• **Working data**:
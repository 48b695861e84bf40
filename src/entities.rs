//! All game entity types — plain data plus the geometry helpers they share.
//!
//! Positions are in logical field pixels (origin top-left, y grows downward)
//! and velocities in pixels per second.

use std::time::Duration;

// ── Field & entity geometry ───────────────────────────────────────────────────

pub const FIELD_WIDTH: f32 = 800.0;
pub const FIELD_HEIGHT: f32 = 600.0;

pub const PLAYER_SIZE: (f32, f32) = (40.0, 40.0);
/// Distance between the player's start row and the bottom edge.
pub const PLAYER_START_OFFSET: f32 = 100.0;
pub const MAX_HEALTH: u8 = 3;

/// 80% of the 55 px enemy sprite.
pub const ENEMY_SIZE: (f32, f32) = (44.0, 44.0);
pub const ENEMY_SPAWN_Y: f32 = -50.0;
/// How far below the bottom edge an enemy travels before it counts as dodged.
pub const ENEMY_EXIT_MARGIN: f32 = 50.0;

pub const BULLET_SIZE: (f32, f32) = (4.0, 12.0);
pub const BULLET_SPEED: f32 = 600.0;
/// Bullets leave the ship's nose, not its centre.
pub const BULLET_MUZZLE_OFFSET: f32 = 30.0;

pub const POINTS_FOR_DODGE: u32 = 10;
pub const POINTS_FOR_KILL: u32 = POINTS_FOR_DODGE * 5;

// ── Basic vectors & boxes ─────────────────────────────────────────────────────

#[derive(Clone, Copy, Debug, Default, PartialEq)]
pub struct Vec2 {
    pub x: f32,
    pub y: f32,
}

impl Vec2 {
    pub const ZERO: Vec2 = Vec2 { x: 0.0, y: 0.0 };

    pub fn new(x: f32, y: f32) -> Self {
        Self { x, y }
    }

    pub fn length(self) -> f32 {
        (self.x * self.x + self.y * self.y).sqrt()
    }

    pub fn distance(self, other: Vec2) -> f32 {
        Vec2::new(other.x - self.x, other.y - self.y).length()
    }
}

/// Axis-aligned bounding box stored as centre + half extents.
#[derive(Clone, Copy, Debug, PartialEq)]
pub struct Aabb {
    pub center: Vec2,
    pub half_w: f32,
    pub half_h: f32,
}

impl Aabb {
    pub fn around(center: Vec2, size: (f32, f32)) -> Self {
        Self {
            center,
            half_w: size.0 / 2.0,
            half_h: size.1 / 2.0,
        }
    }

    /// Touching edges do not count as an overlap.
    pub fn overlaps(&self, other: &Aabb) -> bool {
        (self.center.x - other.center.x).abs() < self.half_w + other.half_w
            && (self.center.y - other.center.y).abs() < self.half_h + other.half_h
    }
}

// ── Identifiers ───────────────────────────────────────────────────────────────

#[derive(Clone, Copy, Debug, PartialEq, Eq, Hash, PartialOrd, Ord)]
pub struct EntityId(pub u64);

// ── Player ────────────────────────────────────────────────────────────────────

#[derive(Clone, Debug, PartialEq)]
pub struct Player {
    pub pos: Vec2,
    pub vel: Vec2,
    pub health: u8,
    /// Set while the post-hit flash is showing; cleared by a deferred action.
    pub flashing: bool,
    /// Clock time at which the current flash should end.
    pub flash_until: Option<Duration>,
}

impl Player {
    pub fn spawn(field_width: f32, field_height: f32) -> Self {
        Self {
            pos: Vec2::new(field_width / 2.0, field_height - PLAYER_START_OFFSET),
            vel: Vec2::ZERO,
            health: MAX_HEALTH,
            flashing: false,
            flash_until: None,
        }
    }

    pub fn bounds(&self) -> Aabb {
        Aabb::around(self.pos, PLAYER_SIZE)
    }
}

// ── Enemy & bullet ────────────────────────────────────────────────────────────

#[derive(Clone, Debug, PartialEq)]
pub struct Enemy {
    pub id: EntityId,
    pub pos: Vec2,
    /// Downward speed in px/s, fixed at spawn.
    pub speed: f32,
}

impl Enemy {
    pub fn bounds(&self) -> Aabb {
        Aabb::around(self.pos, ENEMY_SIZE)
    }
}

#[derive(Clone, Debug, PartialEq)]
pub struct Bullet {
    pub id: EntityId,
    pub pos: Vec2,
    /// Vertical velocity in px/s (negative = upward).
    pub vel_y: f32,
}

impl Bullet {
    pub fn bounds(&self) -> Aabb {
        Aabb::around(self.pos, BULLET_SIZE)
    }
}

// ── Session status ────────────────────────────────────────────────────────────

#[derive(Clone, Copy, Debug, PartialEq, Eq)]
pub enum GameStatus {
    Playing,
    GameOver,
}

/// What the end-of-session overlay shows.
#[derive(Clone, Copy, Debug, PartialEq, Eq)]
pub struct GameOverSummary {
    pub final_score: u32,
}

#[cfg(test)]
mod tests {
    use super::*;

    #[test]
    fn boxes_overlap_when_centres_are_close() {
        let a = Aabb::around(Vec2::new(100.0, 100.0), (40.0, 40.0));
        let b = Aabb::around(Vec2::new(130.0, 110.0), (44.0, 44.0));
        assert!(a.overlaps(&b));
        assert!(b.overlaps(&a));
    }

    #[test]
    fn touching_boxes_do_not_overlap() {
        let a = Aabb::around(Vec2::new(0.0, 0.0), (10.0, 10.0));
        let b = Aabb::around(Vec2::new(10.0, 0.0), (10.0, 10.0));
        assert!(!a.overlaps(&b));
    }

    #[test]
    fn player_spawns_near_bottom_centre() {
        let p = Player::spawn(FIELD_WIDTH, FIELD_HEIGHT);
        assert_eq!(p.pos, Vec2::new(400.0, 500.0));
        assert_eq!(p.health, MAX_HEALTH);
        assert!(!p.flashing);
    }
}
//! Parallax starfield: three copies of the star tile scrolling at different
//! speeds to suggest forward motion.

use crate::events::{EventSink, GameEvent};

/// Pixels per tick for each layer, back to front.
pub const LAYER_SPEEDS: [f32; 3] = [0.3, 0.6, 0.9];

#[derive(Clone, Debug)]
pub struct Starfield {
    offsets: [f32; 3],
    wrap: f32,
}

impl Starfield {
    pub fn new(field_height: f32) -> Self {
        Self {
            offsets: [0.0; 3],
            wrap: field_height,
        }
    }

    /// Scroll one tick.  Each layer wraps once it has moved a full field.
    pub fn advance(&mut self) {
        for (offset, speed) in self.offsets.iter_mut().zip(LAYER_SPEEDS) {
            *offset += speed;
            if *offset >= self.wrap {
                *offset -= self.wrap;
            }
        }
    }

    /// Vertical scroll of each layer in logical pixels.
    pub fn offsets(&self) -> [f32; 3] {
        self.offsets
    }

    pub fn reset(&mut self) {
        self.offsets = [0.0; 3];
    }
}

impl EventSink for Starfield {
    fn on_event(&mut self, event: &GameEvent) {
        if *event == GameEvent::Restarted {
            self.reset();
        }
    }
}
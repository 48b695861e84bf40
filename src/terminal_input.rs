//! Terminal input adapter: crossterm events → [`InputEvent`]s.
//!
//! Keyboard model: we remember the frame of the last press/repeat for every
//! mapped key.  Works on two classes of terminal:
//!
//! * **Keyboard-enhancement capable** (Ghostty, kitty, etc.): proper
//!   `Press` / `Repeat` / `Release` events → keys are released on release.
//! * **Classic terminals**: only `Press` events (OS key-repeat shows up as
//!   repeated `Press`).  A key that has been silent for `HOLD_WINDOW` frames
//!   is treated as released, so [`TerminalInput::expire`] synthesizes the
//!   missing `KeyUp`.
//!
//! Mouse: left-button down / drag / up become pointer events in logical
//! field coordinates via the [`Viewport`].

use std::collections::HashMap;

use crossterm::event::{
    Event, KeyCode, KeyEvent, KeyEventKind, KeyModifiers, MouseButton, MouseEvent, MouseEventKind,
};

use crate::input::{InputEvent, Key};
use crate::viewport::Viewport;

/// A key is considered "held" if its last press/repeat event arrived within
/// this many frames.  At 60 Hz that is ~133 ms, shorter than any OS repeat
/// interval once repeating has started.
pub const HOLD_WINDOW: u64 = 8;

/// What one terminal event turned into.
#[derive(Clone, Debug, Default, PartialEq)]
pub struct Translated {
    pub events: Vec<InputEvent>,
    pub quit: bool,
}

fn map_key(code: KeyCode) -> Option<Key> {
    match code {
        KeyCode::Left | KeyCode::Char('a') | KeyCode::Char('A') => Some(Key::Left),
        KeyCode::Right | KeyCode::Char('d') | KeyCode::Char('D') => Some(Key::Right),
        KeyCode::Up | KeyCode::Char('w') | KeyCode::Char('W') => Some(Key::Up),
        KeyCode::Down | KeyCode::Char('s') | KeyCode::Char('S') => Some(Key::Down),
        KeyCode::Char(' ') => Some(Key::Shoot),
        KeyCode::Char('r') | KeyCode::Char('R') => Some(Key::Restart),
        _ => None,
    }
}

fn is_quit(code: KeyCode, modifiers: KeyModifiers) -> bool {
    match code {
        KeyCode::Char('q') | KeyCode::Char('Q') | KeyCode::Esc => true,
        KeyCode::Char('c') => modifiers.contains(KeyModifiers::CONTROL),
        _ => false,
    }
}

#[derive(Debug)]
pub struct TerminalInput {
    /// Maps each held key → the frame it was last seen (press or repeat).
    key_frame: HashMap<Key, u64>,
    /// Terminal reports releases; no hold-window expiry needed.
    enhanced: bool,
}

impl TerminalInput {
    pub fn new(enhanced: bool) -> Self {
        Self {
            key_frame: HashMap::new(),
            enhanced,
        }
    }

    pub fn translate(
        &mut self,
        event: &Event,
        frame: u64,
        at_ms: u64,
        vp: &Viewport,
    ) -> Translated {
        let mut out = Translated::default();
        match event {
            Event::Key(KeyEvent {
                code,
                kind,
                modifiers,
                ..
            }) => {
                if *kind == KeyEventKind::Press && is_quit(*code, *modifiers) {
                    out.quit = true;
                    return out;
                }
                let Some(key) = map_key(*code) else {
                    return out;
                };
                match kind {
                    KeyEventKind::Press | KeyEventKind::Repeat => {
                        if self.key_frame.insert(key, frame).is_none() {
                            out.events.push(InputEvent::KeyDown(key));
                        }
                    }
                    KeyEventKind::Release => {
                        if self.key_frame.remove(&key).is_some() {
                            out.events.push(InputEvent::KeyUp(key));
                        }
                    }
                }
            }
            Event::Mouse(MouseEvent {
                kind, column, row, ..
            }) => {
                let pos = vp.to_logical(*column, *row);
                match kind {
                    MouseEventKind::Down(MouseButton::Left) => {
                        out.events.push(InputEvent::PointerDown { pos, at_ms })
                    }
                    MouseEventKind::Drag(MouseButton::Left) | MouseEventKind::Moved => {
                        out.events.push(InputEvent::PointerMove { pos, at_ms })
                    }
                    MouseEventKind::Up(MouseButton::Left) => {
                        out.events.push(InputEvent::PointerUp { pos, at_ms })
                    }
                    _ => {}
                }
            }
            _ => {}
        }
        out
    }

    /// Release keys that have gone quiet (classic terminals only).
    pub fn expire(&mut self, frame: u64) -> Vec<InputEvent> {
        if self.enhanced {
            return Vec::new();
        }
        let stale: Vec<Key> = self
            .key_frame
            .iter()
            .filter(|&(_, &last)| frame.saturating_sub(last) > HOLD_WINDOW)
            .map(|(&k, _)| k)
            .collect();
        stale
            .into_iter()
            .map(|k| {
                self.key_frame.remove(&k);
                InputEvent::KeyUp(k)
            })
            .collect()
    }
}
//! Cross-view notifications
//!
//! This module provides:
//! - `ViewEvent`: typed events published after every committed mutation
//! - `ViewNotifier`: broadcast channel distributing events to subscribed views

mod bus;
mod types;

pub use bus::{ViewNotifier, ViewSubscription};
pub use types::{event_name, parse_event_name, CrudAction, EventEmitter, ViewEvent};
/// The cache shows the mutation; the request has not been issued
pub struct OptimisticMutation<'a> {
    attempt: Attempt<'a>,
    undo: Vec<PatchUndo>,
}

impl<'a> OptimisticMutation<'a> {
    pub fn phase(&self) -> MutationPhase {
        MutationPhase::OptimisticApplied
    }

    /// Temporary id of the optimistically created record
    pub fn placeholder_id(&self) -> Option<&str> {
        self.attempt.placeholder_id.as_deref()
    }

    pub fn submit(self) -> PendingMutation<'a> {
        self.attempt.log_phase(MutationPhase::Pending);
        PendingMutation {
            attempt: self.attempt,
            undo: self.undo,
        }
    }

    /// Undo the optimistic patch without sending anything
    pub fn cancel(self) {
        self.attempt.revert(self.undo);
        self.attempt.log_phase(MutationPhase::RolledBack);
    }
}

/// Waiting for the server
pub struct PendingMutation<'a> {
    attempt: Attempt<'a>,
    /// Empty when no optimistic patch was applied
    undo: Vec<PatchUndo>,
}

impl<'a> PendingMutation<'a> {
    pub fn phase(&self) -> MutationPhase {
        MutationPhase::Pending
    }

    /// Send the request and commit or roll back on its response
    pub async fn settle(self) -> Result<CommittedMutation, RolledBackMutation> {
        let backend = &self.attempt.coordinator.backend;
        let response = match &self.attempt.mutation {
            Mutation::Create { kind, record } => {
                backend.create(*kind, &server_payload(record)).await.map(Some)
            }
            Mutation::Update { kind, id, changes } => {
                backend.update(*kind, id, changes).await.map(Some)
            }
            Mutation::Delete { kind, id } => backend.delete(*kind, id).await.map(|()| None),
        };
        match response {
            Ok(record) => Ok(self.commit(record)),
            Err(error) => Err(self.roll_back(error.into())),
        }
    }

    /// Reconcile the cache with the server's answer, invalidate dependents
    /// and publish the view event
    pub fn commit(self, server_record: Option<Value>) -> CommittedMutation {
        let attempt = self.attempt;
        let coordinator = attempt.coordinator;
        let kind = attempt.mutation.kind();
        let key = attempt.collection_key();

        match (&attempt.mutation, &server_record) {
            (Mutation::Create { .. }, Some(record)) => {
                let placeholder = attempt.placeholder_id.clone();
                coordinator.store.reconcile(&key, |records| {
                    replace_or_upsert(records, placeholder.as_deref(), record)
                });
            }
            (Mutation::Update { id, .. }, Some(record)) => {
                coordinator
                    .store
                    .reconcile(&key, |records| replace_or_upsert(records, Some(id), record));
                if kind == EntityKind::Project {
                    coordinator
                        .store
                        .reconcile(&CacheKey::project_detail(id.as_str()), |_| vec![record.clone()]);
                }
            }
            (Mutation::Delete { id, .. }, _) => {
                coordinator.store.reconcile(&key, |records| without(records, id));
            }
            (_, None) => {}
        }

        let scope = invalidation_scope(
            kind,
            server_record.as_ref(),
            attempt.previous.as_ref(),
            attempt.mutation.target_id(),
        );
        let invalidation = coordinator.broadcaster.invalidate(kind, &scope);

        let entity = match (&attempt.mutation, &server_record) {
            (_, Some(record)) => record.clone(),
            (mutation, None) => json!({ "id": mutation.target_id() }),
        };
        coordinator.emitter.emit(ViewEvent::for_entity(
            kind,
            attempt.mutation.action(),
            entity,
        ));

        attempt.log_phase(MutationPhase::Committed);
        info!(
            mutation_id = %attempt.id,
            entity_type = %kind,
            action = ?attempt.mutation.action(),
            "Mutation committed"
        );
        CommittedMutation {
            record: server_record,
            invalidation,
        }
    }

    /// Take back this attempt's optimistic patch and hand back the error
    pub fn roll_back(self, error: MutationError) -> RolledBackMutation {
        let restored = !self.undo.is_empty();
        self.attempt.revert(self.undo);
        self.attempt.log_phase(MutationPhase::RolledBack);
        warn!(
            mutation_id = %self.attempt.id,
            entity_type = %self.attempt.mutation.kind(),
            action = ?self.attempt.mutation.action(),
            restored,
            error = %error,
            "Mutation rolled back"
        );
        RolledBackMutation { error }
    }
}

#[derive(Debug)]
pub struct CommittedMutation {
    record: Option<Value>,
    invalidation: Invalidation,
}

...

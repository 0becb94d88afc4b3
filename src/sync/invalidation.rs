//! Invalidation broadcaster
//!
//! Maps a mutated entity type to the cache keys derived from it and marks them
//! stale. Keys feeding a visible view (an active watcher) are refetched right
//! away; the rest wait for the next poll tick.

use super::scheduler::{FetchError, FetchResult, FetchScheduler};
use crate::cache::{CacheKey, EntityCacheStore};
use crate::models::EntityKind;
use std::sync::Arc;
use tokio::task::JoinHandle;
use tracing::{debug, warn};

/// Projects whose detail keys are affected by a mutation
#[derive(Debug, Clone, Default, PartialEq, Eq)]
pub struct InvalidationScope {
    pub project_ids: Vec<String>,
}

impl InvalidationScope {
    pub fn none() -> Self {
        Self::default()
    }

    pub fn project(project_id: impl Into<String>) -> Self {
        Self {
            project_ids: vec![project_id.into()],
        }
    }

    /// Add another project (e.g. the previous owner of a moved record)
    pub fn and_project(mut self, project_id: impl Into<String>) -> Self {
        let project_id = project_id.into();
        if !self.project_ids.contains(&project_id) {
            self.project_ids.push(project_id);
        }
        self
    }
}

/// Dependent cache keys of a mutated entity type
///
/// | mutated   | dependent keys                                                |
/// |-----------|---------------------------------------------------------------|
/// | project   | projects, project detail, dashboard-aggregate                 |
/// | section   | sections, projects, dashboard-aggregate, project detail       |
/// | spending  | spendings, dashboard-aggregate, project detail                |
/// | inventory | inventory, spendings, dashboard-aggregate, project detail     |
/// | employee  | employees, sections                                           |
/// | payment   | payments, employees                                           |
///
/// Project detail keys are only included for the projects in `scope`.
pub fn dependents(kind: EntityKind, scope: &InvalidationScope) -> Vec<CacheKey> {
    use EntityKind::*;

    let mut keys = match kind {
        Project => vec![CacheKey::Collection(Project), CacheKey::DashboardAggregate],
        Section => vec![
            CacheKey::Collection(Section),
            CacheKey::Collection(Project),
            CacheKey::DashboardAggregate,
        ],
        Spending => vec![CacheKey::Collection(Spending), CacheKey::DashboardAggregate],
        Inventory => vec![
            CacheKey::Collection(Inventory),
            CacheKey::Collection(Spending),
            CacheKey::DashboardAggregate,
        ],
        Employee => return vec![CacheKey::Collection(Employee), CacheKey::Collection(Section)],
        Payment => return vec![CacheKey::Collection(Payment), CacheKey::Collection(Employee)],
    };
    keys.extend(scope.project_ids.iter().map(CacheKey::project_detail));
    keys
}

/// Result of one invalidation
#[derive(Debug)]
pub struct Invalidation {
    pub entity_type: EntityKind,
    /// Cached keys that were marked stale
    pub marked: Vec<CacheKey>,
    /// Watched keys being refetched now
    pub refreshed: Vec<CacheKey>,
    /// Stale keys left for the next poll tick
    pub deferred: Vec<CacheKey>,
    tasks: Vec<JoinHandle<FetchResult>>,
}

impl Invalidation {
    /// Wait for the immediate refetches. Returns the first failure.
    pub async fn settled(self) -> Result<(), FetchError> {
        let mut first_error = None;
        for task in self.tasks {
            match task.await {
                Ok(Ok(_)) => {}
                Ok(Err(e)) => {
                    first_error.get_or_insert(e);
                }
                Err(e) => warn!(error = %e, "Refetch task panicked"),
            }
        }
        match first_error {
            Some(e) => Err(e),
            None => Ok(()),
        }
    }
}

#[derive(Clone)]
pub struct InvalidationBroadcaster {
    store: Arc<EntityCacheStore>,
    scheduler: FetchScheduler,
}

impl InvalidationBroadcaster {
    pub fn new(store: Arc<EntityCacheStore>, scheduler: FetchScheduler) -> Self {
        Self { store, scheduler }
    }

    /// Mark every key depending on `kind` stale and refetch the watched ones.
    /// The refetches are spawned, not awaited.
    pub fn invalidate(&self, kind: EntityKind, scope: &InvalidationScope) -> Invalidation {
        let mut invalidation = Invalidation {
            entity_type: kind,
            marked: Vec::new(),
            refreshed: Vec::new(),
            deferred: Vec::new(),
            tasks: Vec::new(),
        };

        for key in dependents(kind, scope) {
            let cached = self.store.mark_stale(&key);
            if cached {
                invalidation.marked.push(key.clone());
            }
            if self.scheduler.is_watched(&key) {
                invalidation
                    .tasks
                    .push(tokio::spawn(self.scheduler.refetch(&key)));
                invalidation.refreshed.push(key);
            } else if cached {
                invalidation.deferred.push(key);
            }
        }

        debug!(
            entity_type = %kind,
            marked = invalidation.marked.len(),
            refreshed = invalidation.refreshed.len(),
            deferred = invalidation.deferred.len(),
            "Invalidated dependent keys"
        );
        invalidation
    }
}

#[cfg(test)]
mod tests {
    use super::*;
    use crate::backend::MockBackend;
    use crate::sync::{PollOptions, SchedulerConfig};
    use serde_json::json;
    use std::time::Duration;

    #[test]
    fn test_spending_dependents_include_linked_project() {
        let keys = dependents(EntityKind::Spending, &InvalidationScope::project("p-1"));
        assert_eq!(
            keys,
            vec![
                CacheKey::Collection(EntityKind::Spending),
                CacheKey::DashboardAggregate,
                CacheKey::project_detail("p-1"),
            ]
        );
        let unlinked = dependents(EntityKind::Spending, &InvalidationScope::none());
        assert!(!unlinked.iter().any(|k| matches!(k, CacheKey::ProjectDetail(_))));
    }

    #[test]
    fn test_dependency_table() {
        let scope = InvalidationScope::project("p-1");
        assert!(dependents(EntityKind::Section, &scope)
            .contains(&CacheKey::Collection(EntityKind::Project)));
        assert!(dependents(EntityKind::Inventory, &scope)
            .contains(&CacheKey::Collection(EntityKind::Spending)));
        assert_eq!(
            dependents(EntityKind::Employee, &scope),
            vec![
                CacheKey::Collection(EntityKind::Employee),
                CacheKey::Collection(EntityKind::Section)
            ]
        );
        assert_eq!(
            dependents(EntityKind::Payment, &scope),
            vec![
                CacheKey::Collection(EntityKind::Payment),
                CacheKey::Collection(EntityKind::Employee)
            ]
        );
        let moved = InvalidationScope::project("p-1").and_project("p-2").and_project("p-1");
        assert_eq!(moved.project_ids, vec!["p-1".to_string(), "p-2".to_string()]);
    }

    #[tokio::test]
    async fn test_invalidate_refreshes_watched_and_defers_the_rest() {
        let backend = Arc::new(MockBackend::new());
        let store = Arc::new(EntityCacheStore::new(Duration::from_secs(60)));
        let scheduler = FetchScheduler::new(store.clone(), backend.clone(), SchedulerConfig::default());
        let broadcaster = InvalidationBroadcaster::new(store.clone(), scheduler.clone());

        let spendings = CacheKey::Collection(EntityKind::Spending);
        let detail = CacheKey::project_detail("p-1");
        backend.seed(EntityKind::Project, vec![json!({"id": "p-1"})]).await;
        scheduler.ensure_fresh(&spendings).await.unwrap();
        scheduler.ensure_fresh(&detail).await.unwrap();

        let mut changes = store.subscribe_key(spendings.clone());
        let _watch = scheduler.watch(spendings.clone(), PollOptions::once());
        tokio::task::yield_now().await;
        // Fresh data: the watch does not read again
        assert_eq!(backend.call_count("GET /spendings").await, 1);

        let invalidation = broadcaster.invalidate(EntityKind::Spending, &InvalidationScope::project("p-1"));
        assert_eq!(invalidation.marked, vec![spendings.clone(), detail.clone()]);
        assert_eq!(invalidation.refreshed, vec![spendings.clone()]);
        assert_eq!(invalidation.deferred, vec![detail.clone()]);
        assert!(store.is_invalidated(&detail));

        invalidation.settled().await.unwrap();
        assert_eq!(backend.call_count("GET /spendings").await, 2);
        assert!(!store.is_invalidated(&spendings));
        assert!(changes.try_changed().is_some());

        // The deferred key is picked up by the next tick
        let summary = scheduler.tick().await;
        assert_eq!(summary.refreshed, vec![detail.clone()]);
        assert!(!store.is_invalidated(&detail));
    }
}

• **Task to complete**: All that is wanted is an exact copy of the lines above from the one with "not read again" through the one with "assert_eq!(invalidation.deferred, vec![detail.clone()]);", with both ends included.

• **Solution below**:
        // Fresh data: the watch does not read again
        assert_eq!(backend.call_count("GET /spendings").await, 1);

        let invalidation = broadcaster.invalidate(EntityKind::Spending, &InvalidationScope::project("p-1"));
        assert_eq!(invalidation.marked, vec![spendings.clone(), detail.clone()]);
        assert_eq!(invalidation.refreshed, vec![spendings.clone()]);
        assert_eq!(invalidation.deferred, vec![detail.clone()]);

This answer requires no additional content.